**WHAT THE TASK ASKS**
Search the data for the string "services" and copy each line in which it appears.

**DATASET EXCERPTS**
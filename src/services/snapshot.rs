// SPDX-License-Identifier: MIT
// Copyright 2026 Roland Dreier <roland@rolandd.dev>

//! Snapshot pipeline.
//!
//! Handles the core workflow:
//! 1. Exchange the refresh token for an access token
//! 2. Fetch the most recent page of activities
//! 3. Keep runs and project them onto the snapshot fields
//! 4. Write `{ "activities": [...] }` to the output path
//!
//! Each step must succeed before the next starts. Nothing is retried, and a
//! failure before step 4 leaves any previous snapshot untouched.

use crate::config::Config;
use crate::error::{Result, SnapshotError};
use crate::models::{filter_and_project, FilteredActivity, RawActivity, RunningStats, Snapshot};
use crate::services::strava::{AccessToken, StravaClient};
use serde::Serialize;
use std::io::Write;
use std::path::{Path, PathBuf};
use tempfile::NamedTempFile;

/// Activities requested from Strava. Later activities are not fetched.
pub const PAGE_SIZE: u32 = 100;

/// Builds the dashboard snapshot from the athlete's Strava activities.
pub struct SnapshotBuilder {
    client: StravaClient,
    output_path: PathBuf,
}

impl SnapshotBuilder {
    pub fn new(client: StravaClient, output_path: impl Into<PathBuf>) -> Self {
        Self {
            client,
            output_path: output_path.into(),
        }
    }

    pub fn from_config(config: &Config) -> Self {
        Self::new(StravaClient::from_config(config), config.output_path.clone())
    }

    pub fn output_path(&self) -> &Path {
        &self.output_path
    }

    /// Run the whole pipeline once.
    pub async fn run(&self) -> Result<SnapshotReport> {
        let access_token = self.acquire_token().await?;
        let raw = self.list_activities(&access_token).await?;

        let activities = filter_and_project(&raw);
        tracing::info!(
            fetched = raw.len(),
            kept = activities.len(),
            "Filtered running activities"
        );

        self.persist(&activities).await?;

        let stats = RunningStats::from_activities(&activities, chrono::Utc::now());
        tracing::info!(
            runs = stats.total_runs,
            distance_km = %format!("{:.1}", stats.total_distance_km),
            time_hours = %format!("{:.1}", stats.total_time_hours),
            elevation_m = stats.total_elevation_m,
            mapped_runs = stats.mapped_runs,
            "Running statistics"
        );
        for month in &stats.monthly {
            tracing::debug!(
                month = %month.month,
                distance_km = month.distance_km,
                pace_min_per_km = month.pace_min_per_km,
                "Monthly summary"
            );
        }

        Ok(SnapshotReport {
            fetched: raw.len(),
            saved: activities.len(),
            output_path: self.output_path.clone(),
            stats,
        })
    }

    /// Exchange the refresh token for this run's access token.
    pub async fn acquire_token(&self) -> Result<AccessToken> {
        let tokens = self.client.refresh_token().await?;
        tracing::info!(expires_at = ?tokens.expires_at, "Access token acquired");
        Ok(tokens.into_access_token())
    }

    /// Fetch the first page of activities, most recent first.
    ///
    /// A response longer than [`PAGE_SIZE`] is cut to its first entries.
    pub async fn list_activities(&self, access_token: &AccessToken) -> Result<Vec<RawActivity>> {
        let mut activities = self.client.list_activities(access_token, PAGE_SIZE).await?;

        if activities.len() > PAGE_SIZE as usize {
            tracing::warn!(
                returned = activities.len(),
                page_size = PAGE_SIZE,
                "Strava returned more activities than requested, truncating"
            );
            activities.truncate(PAGE_SIZE as usize);
        }

        tracing::info!(count = activities.len(), "Fetched activities");
        Ok(activities)
    }

    /// Write the snapshot, replacing any previous file.
    pub async fn persist(&self, activities: &[FilteredActivity]) -> Result<()> {
        write_snapshot(&self.output_path, activities).await?;
        tracing::info!(
            path = %self.output_path.display(),
            count = activities.len(),
            "Snapshot written"
        );
        Ok(())
    }
}

/// Serialize the snapshot document (pretty-printed, two-space indent).
pub fn render_snapshot(activities: &[FilteredActivity]) -> Result<Vec<u8>> {
    #[derive(Serialize)]
    struct SnapshotRef<'a> {
        activities: &'a [FilteredActivity],
    }

    serde_json::to_vec_pretty(&SnapshotRef { activities })
        .map_err(|e| SnapshotError::Persistence(format!("Failed to serialize snapshot: {}", e)))
}

/// Write the snapshot to `path`, creating parent directories.
///
/// The document goes to a uniquely named temp file in the same directory
/// and is renamed into place, so readers never see a half-written snapshot.
/// Concurrent runs are not coordinated; the last rename wins. The temp file
/// is removed if writing or renaming fails.
pub async fn write_snapshot(path: &Path, activities: &[FilteredActivity]) -> Result<()> {
    let payload = render_snapshot(activities)?;

    let dir = match path.parent().filter(|p| !p.as_os_str().is_empty()) {
        Some(parent) => {
            tokio::fs::create_dir_all(parent)
                .await
                .map_err(|e| persistence_error(parent, e))?;
            parent.to_path_buf()
        }
        None => PathBuf::from("."),
    };

    let target = path.to_path_buf();
    tokio::task::spawn_blocking(move || replace_file(&dir, &target, &payload))
        .await
        .map_err(|e| SnapshotError::Persistence(format!("Snapshot writer task failed: {}", e)))?
}

/// Write `payload` to a fresh temp file in `dir`, then rename it to `path`.
///
/// Dropping the `NamedTempFile` on any error path deletes it.
fn replace_file(dir: &Path, path: &Path, payload: &[u8]) -> Result<()> {
    let mut temp = NamedTempFile::new_in(dir).map_err(|e| persistence_error(dir, e))?;

    temp.write_all(payload)
        .and_then(|_| temp.as_file().sync_all())
        .map_err(|e| persistence_error(temp.path(), e))?;

    // Temp files are created 0600; the dashboard needs a world-readable file
    #[cfg(unix)]
    {
        use std::os::unix::fs::PermissionsExt;
        temp.as_file()
            .set_permissions(std::fs::Permissions::from_mode(0o644))
            .map_err(|e| persistence_error(temp.path(), e))?;
    }

    temp.persist(path)
        .map_err(|e| persistence_error(path, e.error))?;
    Ok(())
}

/// Read a snapshot back from disk.
pub async fn read_snapshot(path: &Path) -> Result<Snapshot> {
    let bytes = tokio::fs::read(path)
        .await
        .map_err(|e| persistence_error(path, e))?;
    serde_json::from_slice(&bytes)
        .map_err(|e| SnapshotError::Persistence(format!("{}: {}", path.display(), e)))
}

fn persistence_error(path: &Path, err: std::io::Error) -> SnapshotError {
    SnapshotError::Persistence(format!("{}: {}", path.display(), err))
}

/// Outcome of a successful run.
#[derive(Debug, Clone)]
pub struct SnapshotReport {
    /// Activities returned by Strava
    pub fetched: usize,
    /// Running activities written to the snapshot
    pub saved: usize,
    pub output_path: PathBuf,
    pub stats: RunningStats,
}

**TASK SOLUTION**
filename src/services/snapshot.rs
use crate::services::strava::{AccessToken, StravaClient};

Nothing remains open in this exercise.